Angina Pectoris

Angina Pectoris is a medical condition where chest pain occurs. It usually happens in self-limited attacks that last 10 to 15 minutes that can be triggered by anything that increases the heart’s workload and its need for blood and oxygen beyond its capacity. This includes such everyday activities such as emotional stress, exercise, exposure to cold, or eating a heavy meal. Pain happens because of an imbalance between increased demand for blood and oxygen to the heart muscle and inadequate supply. Men before the age 70-75 are more likely to have angina than women.

Angina Pectoris is itself a symptom rather than a unique disorder. It is frequently described as a band-like, tight, crushing or suffocating sensation in the chest, which may radiate to the shoulder, throat, neck, jaw or arm. If pain lasts longer than 15 minutes, the individual should consult a doctor. A doctor would usually perform an electrocardiogram done both during rest and after exercise to see if the heart muscle shows signs of damage or diminished blood flow threatening future damage.

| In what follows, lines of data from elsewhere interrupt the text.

use std::path::PathBuf;
use thiserror::Error;

#[derive(Error, Debug)]
pub enum SimError {
    #[error("{}: cannot read file ({})", path.display(), source)]
    FileAccess {
        path: PathBuf,
        #[source]
        source: std::io::Error,
    },

    #[error("{file}:{line}: {reason}")]
    RuleSyntax {
        file: String,
        line: usize,
        reason: String,
    },

    #[error("{file}:{line}: {reason}")]
    PacketSyntax {
        file: String,
        line: usize,
        reason: String,
    },

    // 検証済みのルールでは発生しないはず
    #[error("rule on line {line} could not be evaluated: {reason}")]
    InternalMatch { line: usize, reason: String },

    #[error("evaluation worker failed: {0}")]
    Worker(String),
}

impl SimError {
    pub fn rule_syntax(file: &str, line: usize, reason: impl Into<String>) -> Self {
        SimError::RuleSyntax {
            file: file.to_string(),
            line,
            reason: reason.into(),
        }
    }

    pub fn packet_syntax(file: &str, line: usize, reason: impl Into<String>) -> Self {
        SimError::PacketSyntax {
            file: file.to_string(),
            line,
            reason: reason.into(),
        }
    }

    /// 診断に含まれる行番号（ファイル単位のエラーには無い）
    pub fn line(&self) -> Option<usize> {
        match self {
            SimError::RuleSyntax { line, .. }
            | SimError::PacketSyntax { line, .. }
            | SimError::InternalMatch { line, .. } => Some(*line),
            SimError::FileAccess { .. } | SimError::Worker(_) => None,
        }
    }
}

pub type SimResult<T> = Result<T, SimError>;

#[derive(Error, Debug)]
pub enum InitError {
    #[error("設定エラー: {0}")]
    Config(String),

    #[error("ロガーのセットアップに失敗しました: {0}")]
    Logger(String),
}
use clap::Parser;
use fwsim::core::{Configuration, InitError};
use fwsim::report::{format_error, write_results, OutputFormat};
use fwsim::setup_logger::setup_logger;
use fwsim::Simulator;
use log::{error, info};
use std::io;
use std::path::PathBuf;
use std::process::ExitCode;

#[derive(Parser)]
#[command(name = "fwsim")]
#[command(version)]
#[command(about = "firewall simulator", long_about = None)]
struct Cli {
    /// filename with firewall rules
    rules: PathBuf,

    /// filename with packets
    packets: PathBuf,

    /// Number of evaluation workers
    #[arg(long, short, value_parser = clap::builder::RangedU64ValueParser::<usize>::new().range(1..))]
    workers: Option<usize>,

    /// Output format
    #[arg(long, short)]
    format: Option<OutputFormat>,

    /// Log level (error, warn, info, debug, trace)
    #[arg(long)]
    log_level: Option<String>,

    /// Write logs to this file instead of stderr
    #[arg(long)]
    log_file: Option<PathBuf>,
}

fn load_config(cli: &Cli) -> Result<Configuration, InitError> {
    let mut config = Configuration::from_env()?;

    // コマンドライン引数は環境変数より優先する
    if let Some(workers) = cli.workers {
        config.engine.workers = workers;
    }
    if let Some(format) = cli.format {
        config.output = format;
    }
    if let Some(level) = &cli.log_level {
        config.logging.level = level.clone();
    }
    if let Some(file) = &cli.log_file {
        config.logging.file = Some(file.clone());
    }

    setup_logger(config.level_filter()?, config.logging.file.as_deref())?;
    Ok(config)
}


#[tokio::main]
async fn main() -> ExitCode {
    let cli = Cli::parse();

    let config = match load_config(&cli) {
        Ok(config) => config,
        Err(e) => {
            eprintln!("初期化に失敗しました: {}", e);
            return ExitCode::from(2);
        }
    };
    info!(
        "シミュレーションを開始します: rules={} packets={} workers={}",
        cli.rules.display(),
        cli.packets.display(),
        config.engine.workers
    );

    let simulator = Simulator::new(config.engine.workers);
    match simulator.run_files(&cli.rules, &cli.packets).await {
        Ok(results) => {
            let stdout = io::stdout();
            if let Err(e) = write_results(&mut stdout.lock(), &results, config.output) {
                error!("結果の出力に失敗しました: {}", e);
                return ExitCode::FAILURE;
            }
            ExitCode::SUCCESS
        }
        Err(e) => {
            match e.line() {
                Some(line) => error!("{}行目でシミュレーションを中断しました: {}", line, e),
                None => error!("シミュレーションを中断しました: {}", e),
            }
            println!("{}", format_error(&e));
            ExitCode::FAILURE
        }
    }
}
pub mod core;
pub mod network;
pub mod report;
pub mod security;
pub mod setup_logger;
pub mod simulator;
pub mod storage;

pub use crate::core::error::{SimError, SimResult};
pub use security::firewall::{Direction, FirewallAction, FirewallPacket, FirewallRule, MatchResult, RuleSet, Verdict};
pub use simulator::{fwsim, simulate_lines, Simulator};
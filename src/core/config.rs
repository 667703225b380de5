use crate::core::error::InitError;
use crate::report::OutputFormat;
use log::LevelFilter;
use serde::{Deserialize, Serialize};
use std::path::PathBuf;
use std::str::FromStr;

#[derive(Debug, Clone, Serialize, Deserialize)]
pub struct Configuration {
    pub logging: LoggingConfig,
    pub engine: EngineConfig,
    pub output: OutputFormat,
}

#[derive(Debug, Clone, Serialize, Deserialize)]
pub struct LoggingConfig {
    pub level: String,
    pub file: Option<PathBuf>,
}

#[derive(Debug, Clone, Serialize, Deserialize)]
pub struct EngineConfig {
    /// パケット評価に使うワーカー数（1なら逐次実行）
    pub workers: usize,
}

impl Default for Configuration {
    fn default() -> Self {
        Configuration {
            logging: LoggingConfig {
                level: "warn".to_string(),
                file: None,
            },
            engine: EngineConfig { workers: 1 },
            output: OutputFormat::Text,
        }
    }
}

impl Configuration {
    pub fn from_env() -> Result<Self, InitError> {
        dotenv::dotenv().ok();
        Self::from_lookup(|key| std::env::var(key).ok())
    }

    /// 任意のキー参照関数から設定を組み立てる
    pub fn from_lookup<F>(lookup: F) -> Result<Self, InitError>
    where
        F: Fn(&str) -> Option<String>,
    {
        let defaults = Configuration::default();

        let level = lookup("FWSIM_LOG_LEVEL").unwrap_or(defaults.logging.level);
        parse_level(&level)?;

        let workers = match lookup("FWSIM_WORKERS") {
            Some(raw) => parse_workers(&raw)?,
            None => defaults.engine.workers,
        };

        let output = match lookup("FWSIM_OUTPUT") {
            Some(raw) => raw
                .parse::<OutputFormat>()
                .map_err(|_| InitError::Config(format!("FWSIM_OUTPUTが無効です: {}", raw)))?,
            None => defaults.output,
        };

        Ok(Configuration {
            logging: LoggingConfig {
                level,
                file: lookup("FWSIM_LOG_FILE")
                    .filter(|p| !p.trim().is_empty())
                    .map(PathBuf::from),
            },
            engine: EngineConfig { workers },
            output,
        })
    }

    pub fn level_filter(&self) -> Result<LevelFilter, InitError> {
        parse_level(&self.logging.level)
    }
}

pub fn parse_workers(raw: &str) -> Result<usize, InitError> {
    match raw.trim().parse::<usize>() {
        Ok(n) if n >= 1 => Ok(n),
        _ => Err(InitError::Config(format!("FWSIM_WORKERSが無効です: {}", raw))),
    }
}

fn parse_level(raw: &str) -> Result<LevelFilter, InitError> {
    LevelFilter::from_str(raw.trim())
        .map_err(|e| InitError::Config(format!("FWSIM_LOG_LEVELが無効です: {} ({})", raw, e)))
}
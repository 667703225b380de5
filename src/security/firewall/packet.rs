use super::rules::Direction;
use super::{split_fields, strip_comment};
use crate::core::error::{SimError, SimResult};
use crate::network::{parse_ip, parse_port};

/// パケット記述1行分。元の文字列フィールドも結果出力のために保持する
#[derive(Debug, Clone, PartialEq, Eq)]
pub struct FirewallPacket {
    pub direction: Direction,
    pub ip: u32,
    pub port: u16,
    pub established: bool,
    pub source_line: usize,
    pub raw: RawFields,
}

#[derive(Debug, Clone, PartialEq, Eq)]
pub struct RawFields {
    pub direction: String,
    pub ip: String,
    pub port: String,
    pub flag: String,
}

impl FirewallPacket {
    /// 1行をパケットに変換する。空行・コメント行は `Ok(None)`
    pub fn parse(line_text: &str, line_no: usize, file_name: &str) -> SimResult<Option<Self>> {
        let content = strip_comment(line_text);
        if content.is_empty() {
            return Ok(None);
        }

        let err = |reason: String| SimError::packet_syntax(file_name, line_no, reason);

        let fields = split_fields(content);
        let [direction, ip, port, flag] = fields[..] else {
            return Err(err("packet needs 4 fields".to_string()));
        };

        let parsed_direction = direction.parse::<Direction>().map_err(err)?;
        let parsed_ip = parse_ip(ip).map_err(|e| err(e.to_string()))?;
        let parsed_port = parse_port(port).map_err(|e| err(e.to_string()))?;
        let established = match flag {
            "0" => false,
            "1" => true,
            other => {
                return Err(err(format!(
                    "invalid flag '{}', expected '0' or '1'",
                    other
                )))
            }
        };

        Ok(Some(FirewallPacket {
            direction: parsed_direction,
            ip: parsed_ip,
            port: parsed_port,
            established,
            source_line: line_no,
            raw: RawFields {
                direction: direction.to_string(),
                ip: ip.to_string(),
                port: port.to_string(),
                flag: flag.to_string(),
            },
        }))
    }
}

pub fn parse_packets<S: AsRef<str>>(lines: &[S], file_name: &str) -> SimResult<Vec<FirewallPacket>> {
    let mut packets = Vec::new();
    for (idx, line) in lines.iter().enumerate() {
        if let Some(packet) = FirewallPacket::parse(line.as_ref(), idx + 1, file_name)? {
            packets.push(packet);
        }
    }
    Ok(packets)
}

#[cfg(test)]
mod tests {
    use super::*;

    fn reason_of(line: &str) -> String {
        match FirewallPacket::parse(line, 4, "packets.txt") {
            Err(SimError::PacketSyntax { file, line, reason }) => {
                assert_eq!(file, "packets.txt");
                assert_eq!(line, 4);
                reason
            }
            other => panic!("パケットエラーを期待しましたが {:?} でした", other),
        }
    }

    #[test]
    fn test_parse_packet() {
        let packet = FirewallPacket::parse("in 10.0.0.5 80 1", 2, "p").unwrap().unwrap();
        assert_eq!(packet.direction, Direction::In);
        assert_eq!(packet.ip, 0x0A00_0005);
        assert_eq!(packet.port, 80);
        assert!(packet.established);
        assert_eq!(packet.source_line, 2);
    }

    #[test]
    fn test_raw_fields_are_verbatim() {
        let packet = FirewallPacket::parse("  out\t010.000.000.001   0080 0  # note", 1, "p")
            .unwrap()
            .unwrap();
        assert_eq!(packet.raw.direction, "out");
        assert_eq!(packet.raw.ip, "010.000.000.001");
        assert_eq!(packet.raw.port, "0080");
        assert_eq!(packet.raw.flag, "0");
        assert_eq!(packet.port, 80);
    }

    #[test]
    fn test_blank_and_comment_lines_yield_nothing() {
        assert!(FirewallPacket::parse("", 1, "p").unwrap().is_none());
        assert!(FirewallPacket::parse("# in 1.2.3.4 80 0", 1, "p").unwrap().is_none());
    }

    #[test]
    fn test_non_ascii_whitespace_does_not_separate_fields() {
        assert_eq!(reason_of("in\u{3000}1.2.3.4 80 0"), "packet needs 4 fields");
        assert_eq!(
            reason_of("in 1.2.3.4\u{00A0} 80 0"),
            "invalid ip address '1.2.3.4\u{a0}'"
        );
    }

    #[test]
    fn test_each_failure_has_its_own_reason() {
        assert_eq!(reason_of("in 1.2.3.4 80"), "packet needs 4 fields");
        assert_eq!(reason_of("in 1.2.3.4 80 0 extra"), "packet needs 4 fields");
        assert_eq!(reason_of("sideways 1.2.3.4 80 0"), "invalid direction 'sideways'");
        assert_eq!(reason_of("in 1.2.3.999 80 0"), "invalid ip address '1.2.3.999'");
        assert_eq!(reason_of("in * 80 0"), "invalid ip address '*'");
        assert_eq!(reason_of("in 1.2.3.0/24 80 0"), "invalid ip address '1.2.3.0/24'");
        assert_eq!(reason_of("in 1.2.3.4 65536 0"), "invalid port '65536'");
        assert_eq!(reason_of("in 1.2.3.4 80,81 0"), "invalid port '80,81'");
        assert_eq!(reason_of("in 1.2.3.4 80 2"), "invalid flag '2', expected '0' or '1'");
    }
}
//! 結果行の表示形式

use crate::core::error::SimError;
use crate::security::firewall::MatchResult;
use clap::ValueEnum;
use serde::{Deserialize, Serialize};
use std::io::{self, Write};
use std::str::FromStr;

#[derive(Debug, Clone, Copy, PartialEq, Eq, ValueEnum, Serialize, Deserialize)]
#[serde(rename_all = "lowercase")]
pub enum OutputFormat {
    Text,
    Json,
}

impl FromStr for OutputFormat {
    type Err = String;

    fn from_str(s: &str) -> Result<Self, Self::Err> {
        match s.trim().to_ascii_lowercase().as_str() {
            "text" => Ok(OutputFormat::Text),
            "json" => Ok(OutputFormat::Json),
            other => Err(format!("unknown output format '{}'", other)),
        }
    }
}

/// `accept(1)     in  10.0.0.5        80    0` の形式
pub fn format_result(result: &MatchResult) -> String {
    let prefix = format!("{}({})", result.action, result.rule_reference());
    let suffix = format!(
        "{:<3} {:<15} {:<5} {}",
        result.direction, result.ip, result.port, result.flag
    );
    format!("{:<12} {}", prefix, suffix)
}

pub fn format_error(err: &SimError) -> String {
    format!("Simulator error: {}", err)
}

pub fn write_results<W: Write>(
    out: &mut W,
    results: &[MatchResult],
    format: OutputFormat,
) -> io::Result<()> {
    match format {
        OutputFormat::Text => {
            for result in results {
                writeln!(out, "{}", format_result(result))?;
            }
        }
        OutputFormat::Json => {
            serde_json::to_writer_pretty(&mut *out, results)?;
            writeln!(out)?;
        }
    }
    Ok(())
}

#[cfg(test)]
mod tests {
    use super::*;
    use crate::simulator::simulate_lines;

    fn results() -> Vec<MatchResult> {
        simulate_lines(
            "rules.txt",
            &["in accept 10.0.0.0/24 80"],
            "packets.txt",
            &["in 10.0.0.5 80 0", "out 8.8.8.8 53 1"],
        )
        .unwrap()
    }

    #[test]
    fn test_text_layout() {
        let results = results();
        assert_eq!(format_result(&results[0]), "accept(1)    in  10.0.0.5        80    0");
        assert_eq!(format_result(&results[1]), "default()    out 8.8.8.8         53    1");
    }

    #[test]
    fn test_long_prefix_is_not_truncated() {
        let results = simulate_lines(
            "rules.txt",
            &vec!["# pad"; 12345].into_iter().chain(["in deny * *"]).collect::<Vec<_>>(),
            "packets.txt",
            &["in 1.1.1.1 1 0"],
        )
        .unwrap();
        assert_eq!(format_result(&results[0]), "deny(12346)  in  1.1.1.1         1     0");
    }

    #[test]
    fn test_write_results_json() {
        let mut buf = Vec::new();
        write_results(&mut buf, &results(), OutputFormat::Json).unwrap();
        let parsed: serde_json::Value = serde_json::from_slice(&buf).unwrap();
        assert_eq!(parsed[0]["action"], "accept");
        assert_eq!(parsed[0]["rule"], "1");
        assert_eq!(parsed[1]["action"], "default");
        assert_eq!(parsed[1]["rule"], "");
    }

    #[test]
    fn test_write_results_text() {
        let mut buf = Vec::new();
        write_results(&mut buf, &results(), OutputFormat::Text).unwrap();
        let text = String::from_utf8(buf).unwrap();
        assert_eq!(text.lines().count(), 2);
    }

    #[test]
    fn test_error_line() {
        let err = SimError::rule_syntax("rules.txt", 1, "invalid action 'maybe'");
        assert_eq!(format_error(&err), "Simulator error: rules.txt:1: invalid action 'maybe'");
    }

    #[test]
    fn test_output_format_from_str() {
        assert_eq!("JSON".parse::<OutputFormat>().unwrap(), OutputFormat::Json);
        assert!("yaml".parse::<OutputFormat>().is_err());
    }
}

Other tests such as stress testing, echocardiography, cardiac catheterization with coronary arteriography or pharmacological stress could be done to differ angina pectoris from other diseases with similar symptoms. Angina’s most tolerated and effective treatments are beta blockers, nitrates, and calcium channel blockers. Treatment depends on severity of this disease. To prevent angina pectoris, individuals should control blood pressure, keep normal cholesterol level, lose extra weight, cut down on alcohol and cigarette use.